> **TASK TO COMPLETE**:
Return the opening lines of the material, word for word. End with the line that contains "pub mod auth;".

> **INFORMATION GIVEN**:

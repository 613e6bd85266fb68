//! Comanda server library.
//!
//! The ordering service as a library so the binary, the CLI and the
//! integration tests share the same stores, clients and router.
//!
//! # Backends
//!
//! Orders and profiles live either in a remote Firestore project or in a
//! local JSON key-value store under the data directory. The choice is made
//! once at startup by [`backend::select`]; handlers only see
//! [`sync::OrderSync`] and [`directory::UserDirectory`].

#![cfg_attr(not(test), forbid(unsafe_code))]

pub mod auth;
pub mod backend;
pub mod config;
pub mod directory;
pub mod error;
pub mod firestore;
pub mod gemini;
pub mod links;
pub mod menu;
pub mod routes;
pub mod state;
pub mod storage;
pub mod sync;

use axum::{Router, extract::State, http::StatusCode, routing::get};

use state::AppState;

/// Build the application router with health checks and all API routes.
pub fn app(state: AppState) -> Router {
    Router::new()
        .route("/health", get(health))
        .route("/health/ready", get(readiness))
        .merge(routes::routes())
        .with_state(state)
}

/// Liveness health check endpoint.
async fn health() -> &'static str {
    "ok"
}

/// Readiness health check endpoint.
///
/// Returns 503 if the order store cannot produce a snapshot.
async fn readiness(State(state): State<AppState>) -> StatusCode {
    match state.orders().snapshot().await {
        Ok(_) => StatusCode::OK,
        Err(e) => {
            tracing::warn!(error = %e, "Readiness check failed");
            StatusCode::SERVICE_UNAVAILABLE
        }
    }
}
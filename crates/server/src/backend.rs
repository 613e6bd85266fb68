//! Backend selection.
//!
//! Decides once, at startup, whether orders and profiles live in the remote
//! document store or in the local key-value store. Remote credentials come
//! from a persisted override (set through the API) or from the environment.
//! If the remote store cannot be reached the service quietly runs locally
//! and reports it through [`BackendStatus::banner`].

use std::time::Duration;

use secrecy::SecretString;
use serde::{Deserialize, Serialize};
use thiserror::Error;

use crate::auth::{AuthError, AuthService};
use crate::config::{FirebaseConfig, ServerConfig};
use crate::directory::{LocalUsers, RemoteUsers, UserDirectory};
use crate::firestore::{FirestoreClient, FirestoreError};
use crate::storage::{
    BACKEND_KEY, KeyValueStore, Loaded, SharedStore, StorageError, load_json, save_json,
};
use crate::sync::{LocalOrders, OrderSync, RemoteOrders};

/// Banner shown while running without the remote store.
pub const OFFLINE_BANNER: &str =
    "Modo Offline. Dispositivos não sincronizarão. Configure o backend remoto em Configurações > Nuvem.";

#[derive(Debug, Clone, Copy, PartialEq, Eq, Serialize)]
#[serde(rename_all = "lowercase")]
pub enum BackendMode {
    Local,
    Remote,
}

/// What `/api/status` reports.
#[derive(Debug, Clone, PartialEq, Eq, Serialize)]
#[serde(rename_all = "camelCase")]
pub struct BackendStatus {
    pub mode: BackendMode,
    #[serde(skip_serializing_if = "Option::is_none")]
    pub project_id: Option<String>,
    #[serde(skip_serializing_if = "Option::is_none")]
    pub banner: Option<String>,
    /// Credentials came from the persisted override.
    pub credentials_override: bool,
}

/// Remote credentials as persisted under the `backend` key.
#[derive(Clone, PartialEq, Eq, Serialize, Deserialize)]
#[serde(rename_all = "camelCase")]
pub struct RemoteCredentials {
    pub project_id: String,
    pub api_key: String,
}

impl std::fmt::Debug for RemoteCredentials {
    fn fmt(&self, f: &mut std::fmt::Formatter<'_>) -> std::fmt::Result {
        f.debug_struct("RemoteCredentials")
            .field("project_id", &self.project_id)
            .field("api_key", &"[REDACTED]")
            .finish()
    }
}

impl RemoteCredentials {
    fn is_complete(&self) -> bool {
        !self.project_id.trim().is_empty() && !self.api_key.trim().is_empty()
    }

    fn into_config(self) -> FirebaseConfig {
        FirebaseConfig {
            project_id: self.project_id.trim().to_owned(),
            api_key: SecretString::from(self.api_key.trim().to_owned()),
        }
    }
}

/// Errors that make the remote backend unusable.
#[derive(Debug, Error)]
pub enum BackendError {
    #[error("remote store unreachable: {0}")]
    Firestore(#[from] FirestoreError),

    #[error("auth client unavailable: {0}")]
    Auth(#[from] AuthError),
}

/// The selected stores.
#[derive(Debug, Clone)]
pub struct Backend {
    pub orders: OrderSync,
    pub users: UserDirectory,
    /// Present only in remote mode.
    pub auth: Option<AuthService>,
    pub status: BackendStatus,
}

impl Backend {
    /// Local stores over `store`.
    #[must_use]
    pub fn local(store: SharedStore, credentials_override: bool) -> Self {
        Self {
            orders: OrderSync::Local(LocalOrders::new(store.clone())),
            users: UserDirectory::Local(LocalUsers::new(store)),
            auth: None,
            status: BackendStatus {
                mode: BackendMode::Local,
                project_id: None,
                banner: Some(OFFLINE_BANNER.to_owned()),
                credentials_override,
            },
        }
    }

    /// Remote stores for a project, after checking the project answers.
    ///
    /// # Errors
    ///
    /// Returns `BackendError` if a client cannot be built or the probe fails.
    pub async fn remote(
        firebase: &FirebaseConfig,
        poll_interval: Duration,
        credentials_override: bool,
    ) -> Result<Self, BackendError> {
        let client = FirestoreClient::new(firebase)?;
        client.probe().await?;

        let users = UserDirectory::Remote(RemoteUsers::new(client.clone()));
        let auth = AuthService::new(firebase, client.clone(), users.clone())?;

        Ok(Self {
            orders: OrderSync::Remote(RemoteOrders::new(client, poll_interval)),
            users,
            auth: Some(auth),
            status: BackendStatus {
                mode: BackendMode::Remote,
                project_id: Some(firebase.project_id.clone()),
                banner: None,
                credentials_override,
            },
        })
    }
}

/// Pick the backend for this process.
///
/// Never fails: any problem with the remote store is logged and the local
/// stores are used instead.
pub async fn select(config: &ServerConfig, store: SharedStore) -> Backend {
    let stored = match stored_credentials(store.as_ref()) {
        Ok(stored) => stored,
        Err(e) => {
            tracing::warn!(error = %e, "Could not read stored backend credentials");
            None
        }
    };

    let credentials_override = stored.is_some();
    let firebase = stored
        .map(RemoteCredentials::into_config)
        .or_else(|| config.firebase.clone());

    let Some(firebase) = firebase else {
        tracing::info!("No remote backend configured, running in local mode");
        return Backend::local(store, false);
    };

    match Backend::remote(&firebase, config.poll_interval, credentials_override).await {
        Ok(backend) => {
            tracing::info!(project_id = %firebase.project_id, "Using remote backend");
            backend
        }
        Err(e) => {
            tracing::warn!(
                project_id = %firebase.project_id,
                error = %e,
                "Remote backend unavailable, falling back to local mode"
            );
            Backend::local(store, credentials_override)
        }
    }
}

/// Persisted credentials override, if a complete one is stored.
///
/// # Errors
///
/// Returns `StorageError` if the store cannot be read.
pub fn stored_credentials(
    store: &dyn KeyValueStore,
) -> Result<Option<RemoteCredentials>, StorageError> {
    Ok(match load_json::<RemoteCredentials>(store, BACKEND_KEY)? {
        Loaded::Value(creds) if creds.is_complete() => Some(creds),
        _ => None,
    })
}

/// Persist a credentials override. Takes effect on the next start.
///
/// # Errors
///
/// Returns `StorageError` if the override cannot be written.
pub fn save_credentials(
    store: &dyn KeyValueStore,
    credentials: &RemoteCredentials,
) -> Result<(), StorageError> {
    save_json(store, BACKEND_KEY, credentials)
}

/// Remove the credentials override. Takes effect on the next start.
///
/// # Errors
///
/// Returns `StorageError` if the override cannot be removed.
pub fn clear_credentials(store: &dyn KeyValueStore) -> Result<(), StorageError> {
    store.remove(BACKEND_KEY)
}

#[cfg(test)]
#[allow(clippy::unwrap_used)]
mod tests {
    use std::sync::Arc;

    use super::*;
    use crate::storage::MemoryStore;

    #[tokio::test]
    async fn test_select_without_credentials_is_local() {
        let store: SharedStore = Arc::new(MemoryStore::new());
        let config = ServerConfig::local("./unused");

        let backend = select(&config, store).await;
        assert_eq!(backend.status.mode, BackendMode::Local);
        assert_eq!(backend.status.banner.as_deref(), Some(OFFLINE_BANNER));
        assert!(!backend.orders.is_remote());
        assert!(!backend.users.is_remote());
        assert!(backend.auth.is_none());
    }

    #[test]
    fn test_credentials_override_roundtrip() {
        let store = MemoryStore::new();
        assert_eq!(stored_credentials(&store).unwrap(), None);

        let creds = RemoteCredentials {
            project_id: "comanda-prod".into(),
            api_key: "AIzaSyExample".into(),
        };
        save_credentials(&store, &creds).unwrap();
        assert_eq!(stored_credentials(&store).unwrap(), Some(creds));

        clear_credentials(&store).unwrap();
        assert_eq!(stored_credentials(&store).unwrap(), None);
    }

    #[test]
    fn test_incomplete_or_corrupt_override_ignored() {
        let store = MemoryStore::new();
        store
            .set(BACKEND_KEY, r#"{"projectId":"p","apiKey":"  "}"#)
            .unwrap();
        assert_eq!(stored_credentials(&store).unwrap(), None);

        store.set(BACKEND_KEY, "garbage").unwrap();
        assert_eq!(stored_credentials(&store).unwrap(), None);
    }

    #[test]
    fn test_status_json() {
        let backend = Backend::local(Arc::new(MemoryStore::new()), true);
        let json = serde_json::to_value(&backend.status).unwrap();
        assert_eq!(json["mode"], "local");
        assert_eq!(json["credentialsOverride"], true);
        assert!(json.get("projectId").is_none());
    }

    #[test]
    fn test_credentials_debug_redacts_key() {
        let creds = RemoteCredentials {
            project_id: "p".into(),
            api_key: "very-secret".into(),
        };
        assert!(!format!("{creds:?}").contains("very-secret"));
    }
}
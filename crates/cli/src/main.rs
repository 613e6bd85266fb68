//! Comanda CLI - operator tools over the same stores as the server.
//!
//! # Usage
//!
//! ```bash
//! # Print today's orders, newest first
//! comanda orders list --status pending
//!
//! # Place an order for table 5
//! comanda orders add -i Arroz -i Feijão -t 5
//!
//! # Follow the order collection as it changes
//! comanda orders watch
//!
//! # Promote a user to kitchen staff
//! comanda users role uid-123 kitchen
//!
//! # Extract the menu from a photo and save it
//! comanda menu extract cardapio.jpg --save
//! ```
//!
//! Configuration and backend selection are the server's: `COMANDA_*`,
//! `FIREBASE_*` and `GEMINI_*` variables, with `.env` support.

#![cfg_attr(not(test), forbid(unsafe_code))]

use std::path::PathBuf;

use clap::{Parser, Subcommand};
use comanda_core::{OrderStatus, UserRole};
use comanda_server::config::ServerConfig;
use comanda_server::state::AppState;

mod commands;

#[derive(Parser)]
#[command(name = "comanda")]
#[command(author, version, about = "Comanda CLI tools")]
struct Cli {
    /// Override the data directory (`COMANDA_DATA_DIR`)
    #[arg(long, global = true)]
    data_dir: Option<PathBuf>,

    #[command(subcommand)]
    command: Commands,
}

#[derive(Subcommand)]
enum Commands {
    /// Inspect and place orders
    Orders {
        #[command(subcommand)]
        action: OrdersAction,
    },
    /// Manage user profiles
    Users {
        #[command(subcommand)]
        action: UsersAction,
    },
    /// Show or extract today's menu
    Menu {
        #[command(subcommand)]
        action: MenuAction,
    },
}

#[derive(Subcommand)]
enum OrdersAction {
    /// Print orders as JSON, newest first
    List {
        /// Match customer, table or id
        #[arg(short, long)]
        query: Option<String>,

        /// Only orders with this status (`pending`, `preparing`, `completed`)
        #[arg(short, long)]
        status: Option<OrderStatus>,
    },
    /// Place an order
    Add {
        /// Item name (repeat for more items)
        #[arg(short, long = "item", required = true)]
        items: Vec<String>,

        /// Table label
        #[arg(short, long)]
        table: Option<String>,

        /// Free-text note for the kitchen
        #[arg(short, long)]
        note: Option<String>,

        /// Customer name
        #[arg(short, long)]
        customer: Option<String>,
    },
    /// Change an order's status
    Status { id: String, status: OrderStatus },
    /// Print every new snapshot until interrupted
    Watch,
}

#[derive(Subcommand)]
enum UsersAction {
    /// Print profiles as JSON
    List {
        /// Match display name or email
        #[arg(short, long)]
        query: Option<String>,
    },
    /// Create or update a profile
    Upsert {
        uid: String,

        #[arg(short, long)]
        email: Option<String>,

        #[arg(short, long)]
        name: Option<String>,

        /// Role (`admin`, `kitchen`, `waiter`, `customer`)
        #[arg(short, long)]
        role: Option<UserRole>,
    },
    /// Change a user's role
    Role { uid: String, role: UserRole },
}

#[derive(Subcommand)]
enum MenuAction {
    /// Print today's menu as JSON
    Show,
    /// Read a menu photo with the extraction model
    Extract {
        image: PathBuf,

        /// Replace today's menu with the result
        #[arg(long)]
        save: bool,
    },
}

#[tokio::main]
async fn main() {
    tracing_subscriber::fmt()
        .with_env_filter(
            tracing_subscriber::EnvFilter::try_from_default_env()
                .unwrap_or_else(|_| "comanda_server=warn,comanda=info".into()),
        )
        .with_writer(std::io::stderr)
        .init();

    let cli = Cli::parse();

    let result: Result<(), Box<dyn std::error::Error>> = run(cli).await;

    if let Err(e) = result {
        tracing::error!("Command failed: {e}");
        std::process::exit(1);
    }
}

async fn run(cli: Cli) -> Result<(), Box<dyn std::error::Error>> {
    let mut config = ServerConfig::from_env()?;
    if let Some(dir) = cli.data_dir {
        config.data_dir = dir;
    }
    let state = AppState::from_config(config).await;
    if let Some(banner) = &state.backend_status().banner {
        tracing::warn!("{banner}");
    }

    match cli.command {
        Commands::Orders { action } => match action {
            OrdersAction::List { query, status } => {
                commands::orders::list(&state, query, status).await?;
            }
            OrdersAction::Add {
                items,
                table,
                note,
                customer,
            } => commands::orders::add(&state, items, table, note, customer).await?,
            OrdersAction::Status { id, status } => {
                commands::orders::set_status(&state, &id, status).await?;
            }
            OrdersAction::Watch => commands::orders::watch(&state).await?,
        },
        Commands::Users { action } => match action {
            UsersAction::List { query } => commands::users::list(&state, query.as_deref()).await?,
            UsersAction::Upsert {
                uid,
                email,
                name,
                role,
            } => commands::users::upsert(&state, &uid, email, name, role).await?,
            UsersAction::Role { uid, role } => commands::users::role(&state, &uid, role).await?,
        },
        Commands::Menu { action } => match action {
            MenuAction::Show => commands::menu::show(&state)?,
            MenuAction::Extract { image, save } => {
                commands::menu::extract(&state, &image, save).await?;
            }
        },
    }
    Ok(())
}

> **EXERCISE OUTPUT**:
repository 613e6bd85266fb68
//! Comanda server library.
//!
//! The ordering service as a library so the binary, the CLI and the
//! integration tests share the same stores, clients and router.
//!
//! # Backends
//!
//! Orders and profiles live either in a remote Firestore project or in a
//! local JSON key-value store under the data directory. The choice is made
//! once at startup by [`backend::select`]; handlers only see
//! [`sync::OrderSync`] and [`directory::UserDirectory`].

#![cfg_attr(not(test), forbid(unsafe_code))]

pub mod auth;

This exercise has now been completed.